Implementing Generic Concepts on Function Declarations

AndrewCodeDev · October 6, 2023, 12:15am

Right, it’s all just thinking out-loud at this moment

Another thing the boolean composition allows is multiple traits in a single statement. I’d have to have that capability to be sold on an idea.

permutationlock · October 6, 2023, 12:16am

The library allows multiple traits in a single statement:

trait.implementsAll(.{ Trati1, Trat2, Trait3 }).assert(T);

or

trait.implements(Trait1).implements(Trait2).assert(T);

AndrewCodeDev · October 6, 2023, 12:17am

What about in the case of:

fn myGenericFunction(comptime T: type, comptime U: type) Contract(...
    Verify T, Verify U

permutationlock · October 6, 2023, 12:28am

For testing purposes I already had a check function that verifies a constraint and returns a ?[]u8 maybe error string without producing a compile error.
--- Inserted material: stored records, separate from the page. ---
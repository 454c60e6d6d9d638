//! OpenAPI documentation.

use utoipa::OpenApi;

use crate::error;
use crate::handlers;
use textcast_core::models;

pub fn get_openapi_spec() -> utoipa::openapi::OpenApi {
    ApiDoc::openapi()
}

#[derive(OpenApi)]
#[openapi(
    info(
        title = "Textcast API",
        version = "0.1.0",
        description = "Upload text with files, narrate descriptions to audio and manage the stored records."
    ),
    paths(
        handlers::upload::upload,
        handlers::upload_extended::upload_extended,
        handlers::list::list_texts,
        handlers::list::list_extended_uploads,
        handlers::delete::delete_upload,
        handlers::delete::delete_subupload,
        handlers::health::health_check,
    ),
    components(schemas(
        models::UploadRecord,
        models::ExtendedUploadRecord,
        models::SimpleUploadOutcome,
        models::ExtendedUploadOutcome,
        models::DeleteUploadRequest,
        models::DeleteSubuploadRequest,
        models::MessageResponse,
        handlers::health::HealthResponse,
        error::ErrorResponse,
    )),
    tags(
        (name = "uploads", description = "Batch uploads"),
        (name = "records", description = "Listing and deletion of stored uploads"),
        (name = "health", description = "Liveness")
    )
)]
pub struct ApiDoc;
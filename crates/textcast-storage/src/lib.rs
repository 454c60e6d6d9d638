//! Textcast Storage Library
//!
//! Object storage abstraction and its S3 and local filesystem backends.
//!
//! # Storage key format
//!
//! - **Simple uploads**: `uploads/{filename}`
//! - **Extended uploads**: `subuploads/{text_id}/{audio|thumbnail|media}/{filename}`
//!
//! Keys must not contain `..` or a leading `/`. Key generation is centralized in the
//! `keys` module so all backends stay consistent.

pub mod factory;
pub mod keys;
#[cfg(feature = "storage-local")]
pub mod local;
#[cfg(feature = "storage-s3")]
pub mod s3;
pub mod traits;

// Re-export commonly used types
pub use factory::create_storage;
#[cfg(feature = "storage-local")]
pub use local::LocalStorage;
#[cfg(feature = "storage-s3")]
pub use s3::S3Storage;
pub use textcast_core::StorageBackend;
pub use traits::{Storage, StorageError, StorageResult};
I just tried this on my local copy and it seems to work:

pub fn Contract(comptime results: anytype, comptime T: type) type {
    for (results) |maybe_result| {
        if (maybe_result) |result| {
            @compileError(result);
        }
    }
    return T;
}

pub fn Returns(comptime T: type) type { return T; }

Then we could do

fn myGenericFunction(comptime T: type, comptime U: type) Contract(
    .{
        trait.implements(MyTrait).check(T),
        trait.implements(MyOtherTrait).check(U)
    },
    Returns(MyReturnType)
) {
    // function body
}

Still doesn’t look great, but I can see something here maybe. Definitely needs to be less verbose.
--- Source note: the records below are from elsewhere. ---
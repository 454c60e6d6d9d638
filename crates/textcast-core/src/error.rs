//! Error types module
//!
//! All failures that can reach an HTTP response are unified under `AppError`.
//! Backend crates (storage, records, speech) keep their own error enums and
//! convert into `AppError` at the crate boundary.

use std::io;

/// Log level for error reporting
#[derive(Debug, Clone, Copy, PartialEq, Eq)]
pub enum LogLevel {
    /// Debug level - for expected errors like validation failures
    Debug,
    /// Warning level - for recoverable issues
    Warn,
    /// Error level - for unexpected failures
    Error,
}

/// Metadata for error responses - defines how an error should be presented
pub trait ErrorMetadata {
    /// HTTP status code to return
    fn http_status_code(&self) -> u16;

    /// Machine-readable error code (e.g., "STORAGE_ERROR")
    fn error_code(&self) -> &'static str;

    /// Whether this error is recoverable (can be retried)
    fn is_recoverable(&self) -> bool;

    /// Client-facing message (may differ from internal error message)
    fn client_message(&self) -> String;

    /// Whether details should be hidden in production
    fn is_sensitive(&self) -> bool;

    /// Log level for this error
    fn log_level(&self) -> LogLevel;
}

#[derive(Debug, thiserror::Error)]
pub enum AppError {
    #[error("Storage error: {0}")]
    Storage(String),

    #[error("Record store error: {0}")]
    RecordStore(String),

    #[error("Speech synthesis error: {0}")]
    Speech(String),

    #[error("Invalid input: {0}")]
    InvalidInput(String),

    #[error("Bad request: {0}")]
    BadRequest(String),

    #[error("Not found: {0}")]
    NotFound(String),

    #[error("Payload too large: {0}")]
    PayloadTooLarge(String),

    #[error("Partial failure: {0}")]
    PartialFailure(String),

    #[error("Internal error: {0}")]
    Internal(String),

    #[error("Internal error with source")]
    InternalWithSource {
        message: String,
        #[source]
        source: anyhow::Error,
    },
}

impl From<anyhow::Error> for AppError {
    fn from(err: anyhow::Error) -> Self {
        AppError::InternalWithSource {
            message: err.to_string(),
            source: err,
        }
    }
}

impl From<io::Error> for AppError {
    fn from(err: io::Error) -> Self {
        AppError::Internal(format!("IO error: {}", err))
    }
}

impl From<serde_json::Error> for AppError {
    fn from(err: serde_json::Error) -> Self {
        AppError::InvalidInput(format!("JSON parsing error: {}", err))
    }
}

/// Static metadata for each variant: (http_status, error_code, recoverable, sensitive, log_level).
fn app_error_static_metadata(err: &AppError) -> (u16, &'static str, bool, bool, LogLevel) {
    match err {
        AppError::Storage(_) => (500, "STORAGE_ERROR", true, true, LogLevel::Error),
        AppError::RecordStore(_) => (500, "RECORD_STORE_ERROR", true, true, LogLevel::Error),
        AppError::Speech(_) => (502, "SPEECH_SYNTHESIS_ERROR", true, true, LogLevel::Error),
        AppError::InvalidInput(_) => (400, "INVALID_INPUT", false, false, LogLevel::Debug),
        AppError::BadRequest(_) => (400, "BAD_REQUEST", false, false, LogLevel::Debug),
        AppError::NotFound(_) => (404, "NOT_FOUND", false, false, LogLevel::Debug),
        AppError::PayloadTooLarge(_) => (413, "PAYLOAD_TOO_LARGE", false, false, LogLevel::Debug),
        AppError::PartialFailure(_) => (500, "PARTIAL_FAILURE", true, false, LogLevel::Warn),
        AppError::Internal(_) => (500, "INTERNAL_ERROR", true, true, LogLevel::Error),
        AppError::InternalWithSource { .. } => (500, "INTERNAL_ERROR", true, true, LogLevel::Error),
    }
}

impl AppError {
    /// Get the error type name for detailed error responses
    pub fn error_type(&self) -> &str {
        match self {
            AppError::Storage(_) => "Storage",
            AppError::RecordStore(_) => "RecordStore",
            AppError::Speech(_) => "Speech",
            AppError::InvalidInput(_) => "InvalidInput",
            AppError::BadRequest(_) => "BadRequest",
            AppError::NotFound(_) => "NotFound",
            AppError::PayloadTooLarge(_) => "PayloadTooLarge",
            AppError::PartialFailure(_) => "PartialFailure",
            AppError::Internal(_) => "Internal",
            AppError::InternalWithSource { .. } => "Internal",
        }
    }

    /// Get detailed error information including error chain
    pub fn detailed_message(&self) -> String {
        use std::error::Error;

        let mut details = match self {
            AppError::InternalWithSource { message, .. } => message.clone(),
            other => other.to_string(),
        };

        let mut source = self.source();
        let mut depth = 0;
        while let Some(err) = source {
            depth += 1;
            if depth > 5 {
                details.push_str("\n  ... (truncated)");
                break;
            }
            details.push_str(&format!("\n  Caused by: {}", err));
            source = err.source();
        }

        details
    }
}

impl ErrorMetadata for AppError {
    fn http_status_code(&self) -> u16 {
        app_error_static_metadata(self).0
    }

    fn error_code(&self) -> &'static str {
        app_error_static_metadata(self).1
    }

    fn is_recoverable(&self) -> bool {
        app_error_static_metadata(self).2
    }

    fn is_sensitive(&self) -> bool {
        app_error_static_metadata(self).3
    }

    fn log_level(&self) -> LogLevel {
        app_error_static_metadata(self).4
    }

    fn client_message(&self) -> String {
        match self {
            AppError::Storage(_) => "Failed to access storage".to_string(),
            AppError::RecordStore(_) => "Failed to access record store".to_string(),
            AppError::Speech(_) => "Failed to synthesize speech".to_string(),
            AppError::InvalidInput(ref msg) => msg.clone(),
            AppError::BadRequest(ref msg) => msg.clone(),
            AppError::NotFound(ref msg) => msg.clone(),
            AppError::PayloadTooLarge(ref msg) => msg.clone(),
            AppError::PartialFailure(ref msg) => msg.clone(),
            AppError::Internal(_) => "Internal server error".to_string(),
            AppError::InternalWithSource { .. } => "Internal server error".to_string(),
        }
    }
}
booniepepper · October 6, 2023, 6:42am

There are some interesting examples in the std library. For example, std.mem.readIntNative(...) requires bit count of a type to be a multiple of 8:

github.com

ziglang/zig/blob/e6590fea19e3eab94b35bfd3c36e29b53cefcaaf/lib/std/mem.zig#L1586


      
                  .signed => return @as(T, @intCast((@as(iN, @bitCast(int)) << pad) >> pad)),
                  .unsigned => return @as(T, @intCast((@as(uN, @bitCast(int)) << pad) >> pad)),
              }
          }
          
          /// Reads an integer from memory with bit count specified by T.
          /// The bit count of T must be evenly divisible by 8.
          /// This function cannot fail and cannot cause undefined behavior.
          /// Assumes the endianness of memory is native. This means the function can
          /// simply pointer cast memory.
          pub fn readIntNative(comptime T: type, bytes: *const [@divExact(@typeInfo(T).Int.bits, 8)]u8) T {
              return @as(*align(1) const T, @ptrCast(bytes)).*;
          }
          
          /// Reads an integer from memory with bit count specified by T.
          /// The bit count of T must be evenly divisible by 8.
          /// This function cannot fail and cannot cause undefined behavior.
          /// Assumes the endianness of memory is foreign, so it must byte-swap.
          pub fn readIntForeign(comptime T: type, bytes: *const [@divExact(@typeInfo(T).Int.bits, 8)]u8) T {
              return @byteSwap(readIntNative(T, bytes));
          }

This gives me the idea that these constraints could also be implemented in the parameters. (Instead of in the return position only)


fn isU8(comptime T: type) type {
    if (T != u8) @compileError("hey it should be a U8 here!");
    return T;
}

pub fn wacky(comptime T: isU8(anytype)) void {
    return true;
}

test "let's get wackier" {
    wacky(u8); // I'm fine

    wacky(u32); // Compile error
}

The above is just a crazy sketch though. It’s not valid Zig right now. anytype is a keyword and not an actual type value that you can pass around.

There’s a small drawback that when it’s not in return position, it stops looking like a beautiful Dafny-esque ensures statement.

AndrewCodeDev · October 6, 2023, 8:51am

That’s a great example from the standard library.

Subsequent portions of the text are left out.